Some North Dakota schools have had teaching positions open since March with no applicants, a state licensing official says.
“Not as many people are going into teacher education,” especially secondary education, said Janet Welk, executive director of the state Education Standards and Practices Board.
Two years ago, Oak Grove Lutheran School in Fargo had to hire an interim science teacher due to a lack of applicants.

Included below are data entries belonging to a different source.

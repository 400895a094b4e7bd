//! Container engine backed by the `docker` command line

use crate::runtime::container::engine::{
    BuildEvent, BuildRequest, BuildStream, ContainerEngine, ContainerInfo, EngineError,
    ImageInfo, OutputOrigin, PullProgress, PullStream,
};
use crate::runtime::container::spec::CreateOptions;
use crate::runtime::process::{read_chunks, OutputStream, Signal};
use async_trait::async_trait;
use futures::stream::{BoxStream, StreamExt};
use regex::Regex;
use serde::Deserialize;
use std::collections::HashMap;
use std::ffi::OsString;
use std::process::Stdio;
use std::sync::LazyLock;
use tokio::io::{AsyncBufReadExt, AsyncRead, BufReader};
use tokio::process::Command;

static LAYER_LINE_PATTERN: LazyLock<Regex> =
    LazyLock::new(|| Regex::new(r"^([0-9a-f]{12}): (.+)$").unwrap());

/// Drives containers through the `docker` executable
#[derive(Debug, Clone)]
pub struct DockerCli {
    program: OsString,
}

impl Default for DockerCli {
    fn default() -> Self {
        Self {
            program: OsString::from("docker"),
        }
    }
}

#[derive(Debug, Deserialize)]
#[serde(rename_all = "PascalCase")]
struct InspectedImage {
    id: String,
    #[serde(default)]
    config: Option<InspectedConfig>,
}

#[derive(Debug, Deserialize)]
#[serde(rename_all = "PascalCase")]
struct InspectedContainer {
    id: String,
    #[serde(default)]
    config: Option<InspectedConfig>,
    state: InspectedState,
    #[serde(default)]
    network_settings: Option<InspectedNetwork>,
}

#[derive(Debug, Default, Deserialize)]
#[serde(rename_all = "PascalCase")]
struct InspectedConfig {
    #[serde(default)]
    labels: Option<HashMap<String, String>>,
}

#[derive(Debug, Deserialize)]
#[serde(rename_all = "PascalCase")]
struct InspectedState {
    #[serde(default)]
    exit_code: i64,
}

#[derive(Debug, Default, Deserialize)]
#[serde(rename_all = "PascalCase")]
struct InspectedNetwork {
    #[serde(rename = "IPAddress", default)]
    ip_address: String,
}

impl DockerCli {
    fn command(&self, args: &[String]) -> Command {
        let mut cmd = Command::new(&self.program);
        cmd.args(args)
            .stdin(Stdio::null())
            .stdout(Stdio::piped())
            .stderr(Stdio::piped())
            .kill_on_drop(true);
        // Terminal interrupts must not be proxied straight into containers
        #[cfg(unix)]
        cmd.process_group(0);
        cmd
    }

    fn describe(args: &[String]) -> String {
        format!("docker {}", args.join(" "))
    }

    /// Run a docker command to completion and return its stdout
    async fn run(&self, args: Vec<String>) -> Result<String, EngineError> {
        log::debug!("Running {}", Self::describe(&args));
        let output = self
            .command(&args)
            .output()
            .await
            .map_err(|e| EngineError::Io {
                command: Self::describe(&args),
                message: e.to_string(),
            })?;

        if output.status.success() {
            return Ok(String::from_utf8_lossy(&output.stdout).into_owned());
        }

        let stderr = String::from_utf8_lossy(&output.stderr).trim().to_string();
        if stderr.contains("No such") {
            return Err(EngineError::NotFound(stderr));
        }
        Err(EngineError::Command {
            command: Self::describe(&args),
            message: stderr,
        })
    }

    /// Run a docker inspect command and decode its single result
    async fn inspect<T>(&self, args: Vec<String>) -> Result<T, EngineError>
    where
        T: for<'de> Deserialize<'de>,
    {
        let stdout = self.run(args).await?;
        let mut results: Vec<T> =
            serde_json::from_str(&stdout).map_err(|e| EngineError::Decode(e.to_string()))?;
        if results.is_empty() {
            return Err(EngineError::Decode("empty inspect result".to_string()));
        }
        Ok(results.swap_remove(0))
    }

    fn spawn(&self, args: &[String]) -> Result<tokio::process::Child, EngineError> {
        log::debug!("Spawning {}", Self::describe(args));
        self.command(args).spawn().map_err(|e| EngineError::Io {
            command: Self::describe(args),
            message: e.to_string(),
        })
    }

    /// Command-line arguments for `docker create`
    fn create_args(name: &str, options: &CreateOptions) -> Vec<String> {
        let mut args = vec![
            "create".to_string(),
            "--name".to_string(),
            name.to_string(),
        ];
        for (key, value) in &options.labels {
            args.push("--label".to_string());
            args.push(format!("{}={}", key, value));
        }
        for pair in &options.env {
            args.push("--env".to_string());
            args.push(pair.clone());
        }
        for port in &options.exposed_ports {
            args.push("--expose".to_string());
            args.push(port.clone());
        }
        for (port, bindings) in &options.port_bindings {
            for binding in bindings {
                args.push("--publish".to_string());
                args.push(format!("{}:{}:{}", binding.host_ip, binding.host_port, port));
            }
        }
        for bind in &options.binds {
            args.push("--volume".to_string());
            args.push(bind.clone());
        }
        for target in &options.volumes {
            args.push("--volume".to_string());
            args.push(target.clone());
        }
        if let Some(dir) = &options.working_dir {
            args.push("--workdir".to_string());
            args.push(dir.clone());
        }

        // The CLI takes a single entrypoint executable; its arguments lead the command
        let mut cmd = Vec::new();
        if let Some((program, rest)) = options.entrypoint.as_deref().and_then(<[String]>::split_first) {
            args.push("--entrypoint".to_string());
            args.push(program.clone());
            cmd.extend(rest.iter().cloned());
        }
        if let Some(command) = &options.cmd {
            cmd.extend(command.iter().cloned());
        }

        args.push(options.image.clone());
        args.extend(cmd);
        args
    }
}

/// Line-split a child pipe into tagged build events
fn build_lines<R>(reader: R, origin: OutputOrigin) -> BoxStream<'static, BuildEvent>
where
    R: AsyncRead + Unpin + Send + 'static,
{
    futures::stream::unfold(BufReader::new(reader).lines(), move |mut lines| async move {
        match lines.next_line().await {
            Ok(Some(text)) => Some((BuildEvent::Line { origin, text }, lines)),
            _ => None,
        }
    })
    .boxed()
}

fn parse_pull_line(line: &str) -> PullProgress {
    match LAYER_LINE_PATTERN.captures(line) {
        Some(caps) => PullProgress {
            layer: Some(caps[1].to_string()),
            status: caps[2].to_string(),
            ..Default::default()
        },
        None => PullProgress {
            status: line.to_string(),
            ..Default::default()
        },
    }
}

#[async_trait]
impl ContainerEngine for DockerCli {
    async fn inspect_image(&self, reference: &str) -> Result<ImageInfo, EngineError> {
        let image: InspectedImage = self
            .inspect(vec![
                "image".to_string(),
                "inspect".to_string(),
                reference.to_string(),
            ])
            .await?;
        Ok(ImageInfo {
            id: image.id,
            labels: image.config.and_then(|c| c.labels).unwrap_or_default(),
        })
    }

    async fn pull_image(&self, reference: &str) -> Result<PullStream, EngineError> {
        let args = vec!["pull".to_string(), reference.to_string()];
        let command = Self::describe(&args);
        let mut child = self.spawn(&args)?;

        let stdout = child.stdout.take().map(|out| build_lines(out, OutputOrigin::Stdout));
        let stderr = child.stderr.take();

        let progress = stdout
            .unwrap_or_else(|| futures::stream::empty().boxed())
            .filter_map(|event| async move {
                match event {
                    BuildEvent::Line { text, .. } => Some(Ok(parse_pull_line(&text))),
                    BuildEvent::Finished { .. } => None,
                }
            });

        let outcome = futures::stream::once(async move {
            let mut message = String::new();
            if let Some(mut stderr) = stderr {
                use tokio::io::AsyncReadExt;
                let _ = stderr.read_to_string(&mut message).await;
            }
            match child.wait().await {
                Ok(status) if status.success() => None,
                Ok(_) if message.contains("No such") || message.contains("not found") => {
                    Some(Err(EngineError::NotFound(message.trim().to_string())))
                }
                Ok(_) => Some(Err(EngineError::Command {
                    command,
                    message: message.trim().to_string(),
                })),
                Err(e) => Some(Err(EngineError::Io {
                    command,
                    message: e.to_string(),
                })),
            }
        })
        .filter_map(futures::future::ready);

        Ok(progress.chain(outcome).boxed())
    }

    async fn build_image(&self, request: &BuildRequest) -> Result<BuildStream, EngineError> {
        let mut args = vec![
            "build".to_string(),
            "--tag".to_string(),
            request.tag.clone(),
            "--file".to_string(),
            request.context.join(&request.dockerfile).display().to_string(),
        ];
        for (key, value) in &request.labels {
            args.push("--label".to_string());
            args.push(format!("{}={}", key, value));
        }
        args.push(request.context.display().to_string());

        let mut child = self.spawn(&args)?;
        let stdout = child
            .stdout
            .take()
            .map(|out| build_lines(out, OutputOrigin::Stdout))
            .unwrap_or_else(|| futures::stream::empty().boxed());
        let stderr = child
            .stderr
            .take()
            .map(|err| build_lines(err, OutputOrigin::Stderr))
            .unwrap_or_else(|| futures::stream::empty().boxed());

        let finished = futures::stream::once(async move {
            let code = match child.wait().await {
                Ok(status) => status.code().map(i64::from).unwrap_or(-1),
                Err(e) => {
                    log::warn!("Failed to wait for image build: {}", e);
                    -1
                }
            };
            BuildEvent::Finished { code }
        });

        Ok(futures::stream::select(stdout, stderr).chain(finished).boxed())
    }

    async fn create_container(
        &self,
        name: &str,
        options: &CreateOptions,
    ) -> Result<String, EngineError> {
        let stdout = self.run(Self::create_args(name, options)).await?;
        Ok(stdout.trim().to_string())
    }

    async fn inspect_container(&self, name: &str) -> Result<ContainerInfo, EngineError> {
        let container: InspectedContainer = self
            .inspect(vec![
                "container".to_string(),
                "inspect".to_string(),
                name.to_string(),
            ])
            .await?;
        Ok(ContainerInfo {
            id: container.id,
            labels: container.config.and_then(|c| c.labels).unwrap_or_default(),
            exit_code: container.state.exit_code,
            ip_address: container
                .network_settings
                .map(|n| n.ip_address)
                .unwrap_or_default(),
        })
    }

    async fn start_container(&self, name: &str) -> Result<(), EngineError> {
        self.run(vec!["start".to_string(), name.to_string()]).await?;
        Ok(())
    }

    async fn kill_container(&self, name: &str, signal: Signal) -> Result<(), EngineError> {
        self.run(vec![
            "kill".to_string(),
            "--signal".to_string(),
            signal.as_str().to_string(),
            name.to_string(),
        ])
        .await?;
        Ok(())
    }

    async fn remove_container(&self, name: &str, force: bool) -> Result<(), EngineError> {
        let mut args = vec!["rm".to_string()];
        if force {
            args.push("--force".to_string());
        }
        args.push(name.to_string());
        self.run(args).await?;
        Ok(())
    }

    async fn attach_container(&self, name: &str) -> Result<OutputStream, EngineError> {
        // Attaching through `start` cannot miss output written right after start
        let args = vec![
            "start".to_string(),
            "--attach".to_string(),
            name.to_string(),
        ];
        let mut child = self.spawn(&args)?;
        let stdout = child.stdout.take().map(read_chunks);
        let stderr = child.stderr.take().map(read_chunks);
        let output = match (stdout, stderr) {
            (Some(out), Some(err)) => futures::stream::select(out, err).boxed(),
            (Some(out), None) => out,
            (None, Some(err)) => err,
            (None, None) => futures::stream::empty().boxed(),
        };

        // Reap the attach client once the output closes
        let reaper = futures::stream::once(async move {
            let _ = child.wait().await;
        })
        .filter_map(|_| futures::future::ready(None::<std::io::Result<Vec<u8>>>));

        Ok(output.chain(reaper).boxed())
    }

    async fn create_volume(&self, name: &str) -> Result<(), EngineError> {
        self.run(vec![
            "volume".to_string(),
            "create".to_string(),
            name.to_string(),
        ])
        .await?;
        Ok(())
    }
}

This past school year, only three people applied for a full-time science position, said AnnMarie Campbell, a spokeswoman for the school.
The Kindred School District expects a challenge in finding a math and computer science teacher, Superintendent Steve Hall said.
Schools throughout the area generally get hundreds of applications for elementary positions, but only a handful for math and science openings.
“Unfortunately, we are going to have to recruit like crazy over the next few years; I’m sure we will be looking to replace two-thirds of our science and math teachers,” said Steve Jordahl, the Barnesville (Minn.) School District superintendent.
In a recent report, the Business-Higher Education Forum, a Washington-based group formed to enhance U.S. competitiveness, suggested boosting starting salaries for math and science teachers, offering scholarships and signing bonuses and ongoing research-based professional development.
The Fargo School District has had a mentoring program for several years, and has not seen many teachers leave because they were dissatisfied,” said Nancy Jordheim, an assistant superintendent.